Exercise requirements. Only the lines below starting at the one that contains "and ASN resources." and ending at the one that contains "Ord, PartialEq, PartialOrd)]" are to be reproduced, exactly and with both ends kept.

── Data excerpts ──

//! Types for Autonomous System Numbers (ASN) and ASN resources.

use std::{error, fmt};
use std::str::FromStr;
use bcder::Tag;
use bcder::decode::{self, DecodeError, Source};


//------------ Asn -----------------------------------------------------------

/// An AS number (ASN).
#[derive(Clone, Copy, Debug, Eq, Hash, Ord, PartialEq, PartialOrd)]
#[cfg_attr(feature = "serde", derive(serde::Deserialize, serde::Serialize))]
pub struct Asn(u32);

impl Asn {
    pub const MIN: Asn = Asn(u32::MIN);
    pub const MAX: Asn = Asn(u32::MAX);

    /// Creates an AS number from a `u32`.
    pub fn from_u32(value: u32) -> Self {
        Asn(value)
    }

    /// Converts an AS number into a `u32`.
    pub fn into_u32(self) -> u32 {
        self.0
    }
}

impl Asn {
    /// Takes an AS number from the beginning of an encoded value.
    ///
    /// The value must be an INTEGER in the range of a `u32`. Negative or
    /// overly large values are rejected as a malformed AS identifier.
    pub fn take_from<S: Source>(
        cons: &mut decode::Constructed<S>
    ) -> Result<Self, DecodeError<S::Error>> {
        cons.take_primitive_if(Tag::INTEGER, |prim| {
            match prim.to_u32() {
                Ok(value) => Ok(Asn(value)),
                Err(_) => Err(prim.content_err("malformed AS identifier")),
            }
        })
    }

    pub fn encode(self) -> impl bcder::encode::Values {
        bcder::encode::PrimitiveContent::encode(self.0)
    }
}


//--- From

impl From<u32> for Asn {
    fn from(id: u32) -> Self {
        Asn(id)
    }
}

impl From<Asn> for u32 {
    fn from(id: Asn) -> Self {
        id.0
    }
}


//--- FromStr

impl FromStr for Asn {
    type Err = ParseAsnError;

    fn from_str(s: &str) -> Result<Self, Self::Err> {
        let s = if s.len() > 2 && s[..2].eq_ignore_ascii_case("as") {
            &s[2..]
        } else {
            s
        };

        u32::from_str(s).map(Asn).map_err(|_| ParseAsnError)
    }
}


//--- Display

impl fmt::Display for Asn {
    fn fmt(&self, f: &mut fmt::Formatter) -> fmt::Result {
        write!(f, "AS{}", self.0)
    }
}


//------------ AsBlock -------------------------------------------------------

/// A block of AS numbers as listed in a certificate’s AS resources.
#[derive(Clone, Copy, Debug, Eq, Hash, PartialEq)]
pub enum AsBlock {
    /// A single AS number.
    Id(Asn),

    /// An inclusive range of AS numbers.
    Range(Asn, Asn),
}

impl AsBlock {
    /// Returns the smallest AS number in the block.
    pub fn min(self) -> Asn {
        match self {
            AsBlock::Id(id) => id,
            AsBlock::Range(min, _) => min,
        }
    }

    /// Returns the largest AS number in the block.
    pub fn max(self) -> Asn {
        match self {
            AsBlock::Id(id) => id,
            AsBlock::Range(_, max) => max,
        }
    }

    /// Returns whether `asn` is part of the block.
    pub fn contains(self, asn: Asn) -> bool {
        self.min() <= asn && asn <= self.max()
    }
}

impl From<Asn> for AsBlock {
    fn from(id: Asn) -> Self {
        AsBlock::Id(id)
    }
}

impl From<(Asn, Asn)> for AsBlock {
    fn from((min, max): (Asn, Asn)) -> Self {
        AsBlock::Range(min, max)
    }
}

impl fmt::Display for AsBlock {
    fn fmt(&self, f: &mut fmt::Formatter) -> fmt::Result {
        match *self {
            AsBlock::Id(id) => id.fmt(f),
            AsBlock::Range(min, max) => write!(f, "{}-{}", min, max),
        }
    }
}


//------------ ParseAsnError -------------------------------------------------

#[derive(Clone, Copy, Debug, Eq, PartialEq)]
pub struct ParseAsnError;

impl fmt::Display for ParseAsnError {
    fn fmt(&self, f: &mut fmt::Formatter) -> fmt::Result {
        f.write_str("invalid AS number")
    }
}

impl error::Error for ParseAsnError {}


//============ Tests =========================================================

───
── Data excerpts ──

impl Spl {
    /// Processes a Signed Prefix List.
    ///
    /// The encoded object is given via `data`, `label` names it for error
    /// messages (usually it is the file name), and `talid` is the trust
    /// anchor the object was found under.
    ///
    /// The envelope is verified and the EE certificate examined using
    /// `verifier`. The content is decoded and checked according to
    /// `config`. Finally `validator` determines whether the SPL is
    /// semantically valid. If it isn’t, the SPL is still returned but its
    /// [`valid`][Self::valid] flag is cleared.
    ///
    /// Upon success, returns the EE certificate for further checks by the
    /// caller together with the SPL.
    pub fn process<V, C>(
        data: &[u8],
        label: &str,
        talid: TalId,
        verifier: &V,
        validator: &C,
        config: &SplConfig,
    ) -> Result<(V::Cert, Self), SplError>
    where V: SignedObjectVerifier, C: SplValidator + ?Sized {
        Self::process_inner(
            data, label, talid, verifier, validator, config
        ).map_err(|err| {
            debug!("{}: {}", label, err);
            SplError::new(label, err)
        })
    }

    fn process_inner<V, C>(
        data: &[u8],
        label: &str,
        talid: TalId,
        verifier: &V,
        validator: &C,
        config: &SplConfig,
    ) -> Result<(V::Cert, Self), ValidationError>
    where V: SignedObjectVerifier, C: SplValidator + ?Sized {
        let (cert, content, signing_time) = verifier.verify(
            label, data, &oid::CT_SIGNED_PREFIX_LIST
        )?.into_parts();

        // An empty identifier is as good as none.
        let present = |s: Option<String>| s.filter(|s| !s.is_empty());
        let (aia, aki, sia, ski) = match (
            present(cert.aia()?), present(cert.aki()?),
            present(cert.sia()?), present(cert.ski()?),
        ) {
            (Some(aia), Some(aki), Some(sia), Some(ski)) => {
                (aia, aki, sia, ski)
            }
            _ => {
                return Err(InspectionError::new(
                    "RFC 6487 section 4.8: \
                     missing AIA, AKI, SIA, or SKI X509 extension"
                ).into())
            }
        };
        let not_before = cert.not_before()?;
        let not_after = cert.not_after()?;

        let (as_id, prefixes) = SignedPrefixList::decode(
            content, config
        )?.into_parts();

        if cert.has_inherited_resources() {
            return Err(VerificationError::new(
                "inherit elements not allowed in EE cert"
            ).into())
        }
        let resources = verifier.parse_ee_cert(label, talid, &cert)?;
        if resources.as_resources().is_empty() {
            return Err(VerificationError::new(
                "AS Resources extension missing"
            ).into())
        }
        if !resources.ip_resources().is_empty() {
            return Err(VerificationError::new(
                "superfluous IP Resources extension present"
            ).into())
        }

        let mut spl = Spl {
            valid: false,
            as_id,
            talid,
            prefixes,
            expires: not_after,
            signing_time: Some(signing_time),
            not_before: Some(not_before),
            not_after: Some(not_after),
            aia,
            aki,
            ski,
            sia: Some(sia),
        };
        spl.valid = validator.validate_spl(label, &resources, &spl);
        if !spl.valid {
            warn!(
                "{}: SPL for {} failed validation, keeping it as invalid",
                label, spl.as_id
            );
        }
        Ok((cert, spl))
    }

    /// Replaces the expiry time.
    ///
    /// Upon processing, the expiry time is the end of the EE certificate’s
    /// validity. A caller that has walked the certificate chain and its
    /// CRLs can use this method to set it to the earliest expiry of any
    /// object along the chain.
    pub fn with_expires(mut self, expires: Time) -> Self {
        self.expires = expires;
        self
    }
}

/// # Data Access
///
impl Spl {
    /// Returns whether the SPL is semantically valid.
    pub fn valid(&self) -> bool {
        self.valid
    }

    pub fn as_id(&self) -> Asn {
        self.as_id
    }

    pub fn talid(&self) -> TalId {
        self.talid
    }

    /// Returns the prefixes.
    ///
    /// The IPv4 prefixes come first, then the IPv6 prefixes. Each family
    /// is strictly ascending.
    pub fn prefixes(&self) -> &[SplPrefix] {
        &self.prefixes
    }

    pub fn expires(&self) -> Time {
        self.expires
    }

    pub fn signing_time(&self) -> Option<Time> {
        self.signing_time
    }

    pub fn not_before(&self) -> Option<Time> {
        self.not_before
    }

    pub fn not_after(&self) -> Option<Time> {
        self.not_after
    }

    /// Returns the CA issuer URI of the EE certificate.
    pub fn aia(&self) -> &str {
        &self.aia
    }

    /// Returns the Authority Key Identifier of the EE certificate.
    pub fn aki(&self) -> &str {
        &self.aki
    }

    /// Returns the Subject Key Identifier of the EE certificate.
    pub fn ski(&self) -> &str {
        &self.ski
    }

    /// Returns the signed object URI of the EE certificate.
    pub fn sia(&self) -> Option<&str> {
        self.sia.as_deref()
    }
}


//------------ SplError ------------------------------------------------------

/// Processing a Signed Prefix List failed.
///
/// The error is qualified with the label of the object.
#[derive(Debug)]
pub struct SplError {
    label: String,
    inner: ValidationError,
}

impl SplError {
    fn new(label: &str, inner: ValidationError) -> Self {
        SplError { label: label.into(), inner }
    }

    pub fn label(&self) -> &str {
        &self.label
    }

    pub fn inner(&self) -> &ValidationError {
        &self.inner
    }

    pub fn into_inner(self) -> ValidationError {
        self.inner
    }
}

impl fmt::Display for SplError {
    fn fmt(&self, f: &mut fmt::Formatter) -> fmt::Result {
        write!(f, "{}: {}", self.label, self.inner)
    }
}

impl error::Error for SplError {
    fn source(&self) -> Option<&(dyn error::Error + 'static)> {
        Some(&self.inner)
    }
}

───

Result of this task.
//! Types for Autonomous System Numbers (ASN) and ASN resources.

use std::{error, fmt};
use std::str::FromStr;
use bcder::Tag;
use bcder::decode::{self, DecodeError, Source};


//------------ Asn -----------------------------------------------------------

/// An AS number (ASN).
#[derive(Clone, Copy, Debug, Eq, Hash, Ord, PartialEq, PartialOrd)]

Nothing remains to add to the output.